I recite this incident not for the purpose merely of condemning the wrong done a member of my race; no, no, not that. I mention the case, not for the one cadet, but for the sake of the four hundred cadets, for the sake of the four hundred American families, the four hundred American communities whose civilization and Christianity these cadets represented. Here were four hundred and more young men representing the flower of our country, who had passed through our common schools and were preparing themselves at public expense to defend the honor of our country. And yet, with grammar, reading, and arithmetic in the public schools, and with lessons in the arts of war, the principles of physical courage at Annapolis, both systems seemed to have utterly failed to prepare a single one of these young men for real life, that he could be brave enough, Christian enough, American enough, to take this poor defenseless black boy by the hand in open daylight and let the world know that he was his friend. Education, whether of black man or white man, that gives one physical courage to stand in front of the cannon and fails to give him moral courage to stand up in defense of right and justice is a failure.

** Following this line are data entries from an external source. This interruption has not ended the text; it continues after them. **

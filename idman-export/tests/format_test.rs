use std::collections::BTreeMap;
use std::sync::Arc;

use idman_backup::collector::IdentityCollector;
use idman_core::models::{BackupData, PrincipalType};
use idman_export::convert;
use test_fixtures::{account, assignment, group, permission_set, user, MemoryDirectory};

const INSTANCE: &str = "arn:aws:sso:us-east-1:123456789012:instance/ins-1";
const PS_ARN: &str = "arn:aws:sso:::permissionSet/ins-1/ps-ReadOnlyAccess";

/// A backup whose scalar fields hold every character CSV escaping must
/// survive.
async fn awkward_backup() -> BackupData {
    let mut alice = user("alice");
    alice.display_name = Some("User \"with quotes\"".to_string());
    alice.given_name = Some("line one\nline two\nline three".to_string());
    alice.family_name = Some("tab\there, and a comma".to_string());
    alice.external_ids = BTreeMap::from([("scim".to_string(), "ext,\"x\"".to_string())]);

    let mut devs = group("devs", &["alice"]);
    devs.description = Some("multi\nline, \"desc\"".to_string());

    let directory = Arc::new(
        MemoryDirectory::new()
            .with_user(alice)
            .with_group(devs)
            .with_permission_set(permission_set("ReadOnlyAccess"))
            .with_account(account("123456789012", "Prod"))
            .with_assignment(assignment(
                "123456789012",
                PS_ARN,
                PrincipalType::User,
                "u-alice",
            )),
    );
    IdentityCollector::new(directory, INSTANCE)
        .collect_all()
        .await
        .unwrap()
}

fn assert_scalars_preserved(original: &BackupData, restored: &BackupData) {
    assert_eq!(restored.users[0].user_name, original.users[0].user_name);
    assert_eq!(
        restored.users[0].display_name,
        original.users[0].display_name
    );
    assert_eq!(restored.users[0].given_name, original.users[0].given_name);
    assert_eq!(
        restored.users[0].family_name,
        original.users[0].family_name
    );
    assert_eq!(
        restored.users[0].external_ids,
        original.users[0].external_ids
    );
    assert_eq!(
        restored.groups[0].description,
        original.groups[0].description
    );
    assert_eq!(
        restored.assignments[0].assignment_key(),
        original.assignments[0].assignment_key()
    );
    assert_eq!(
        restored.metadata.backup_id,
        original.metadata.backup_id
    );
    assert_eq!(restored.metadata.checksum, original.metadata.checksum);
}

#[tokio::test]
async fn json_dialect_round_trips() {
    let original = awkward_backup().await;
    let text = convert::to_json(&original, true).unwrap();
    let restored = convert::from_json(&text).unwrap();
    assert_scalars_preserved(&original, &restored);
    assert!(restored.verify_integrity());
}

#[tokio::test]
async fn yaml_dialect_round_trips() {
    let original = awkward_backup().await;
    let text = convert::to_yaml(&original).unwrap();
    let restored = convert::from_yaml(&text).unwrap();
    assert_scalars_preserved(&original, &restored);
    assert!(restored.verify_integrity());
}

#[tokio::test]
async fn csv_dialect_round_trips() {
    let original = awkward_backup().await;
    let tables = convert::to_csv(&original).unwrap();
    assert_eq!(tables.len(), 5);
    assert!(tables.contains_key("metadata"));

    let restored = convert::from_csv(&tables).unwrap();
    assert_scalars_preserved(&original, &restored);
    // Relationships are rebuilt from the tables.
    assert_eq!(
        restored.relationships.user_groups["u-alice"],
        vec!["g-devs"]
    );
}

#[tokio::test]
async fn csv_metadata_preserves_numeric_strings() {
    let original = awkward_backup().await;
    let tables = convert::to_csv(&original).unwrap();
    let restored = convert::from_csv(&tables).unwrap();
    // A 12-digit account id must stay a string, not become a number.
    assert_eq!(restored.metadata.source_account, "123456789012");
    assert_eq!(
        restored.metadata.size_bytes,
        original.metadata.size_bytes
    );
    assert_eq!(
        restored.metadata.resource_counts,
        original.metadata.resource_counts
    );
}

#[tokio::test]
async fn csv_requires_the_metadata_table() {
    let original = awkward_backup().await;
    let mut tables = convert::to_csv(&original).unwrap();
    tables.remove("metadata");
    assert!(convert::from_csv(&tables).is_err());
}

#[tokio::test]
async fn streaming_json_matches_the_plain_dialect() {
    let original = awkward_backup().await;
    let mut streamed = Vec::new();
    idman_export::stream::stream_json_export(&original, &mut streamed).unwrap();
    let restored = convert::from_json(std::str::from_utf8(&streamed).unwrap()).unwrap();
    assert_scalars_preserved(&original, &restored);
    assert!(restored.verify_integrity());
}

… My friends, we are one in this country. The question of the highest citizenship and the complete education of all concerns nearly ten million of my own people and over sixty million of yours. We rise as you rise; when we fall you fall. When you are strong we are strong; when we are weak you are weak. There is no power than can separate our destiny. The Negro can afford to be wronged; the white man cannot afford to wrong him…. If a white man steals a Negro’s ballot it is the white man who is permanently injured. Physical death comes to the one Negro lynched in a county, but death of the morals–death of the soul–comes to the thousands responsible for the lynching.
We are a patient, humble people. We can afford to work and wait. There is plenty in this country for us to do. Away up in the atmosphere of goodness, forbearance, patience, long-suffering, and forgiveness the workers are not many or overcrowded. If others would be little we can be great. If others would be mean we can be good. If others would push us down we can help push them up. Character, not circumstances, makes the man….
During the next half-century and more my race must continue passing through the severe American crucible. We are to be tested in our patience, in our forbearance, our power to endure wrong, to withstand temptation, to succeed, to acquire and use skill, our ability to compete, to succeed in commerce; to disregard the superficial for the real, the appearance for the substance; to be great and yet the servant of all. This, this is the passport to all that is best in the life of our republic, and the Negro must possess it or be debarred. In working out our destiny, while the main burden and center of activity must be with us, we shall need in a large measure the help, the encouragement, the guidance that the strong can give the weak. Thus helped, we of both races in the South shall soon throw off the shackles of racial and sectional prejudice and rise above the clouds of ignorance, narrowness, and selfishness into that atmosphere, that pure sunshine, where it will be our highest ambition to serve man, our brother, regardless of race or past conditions.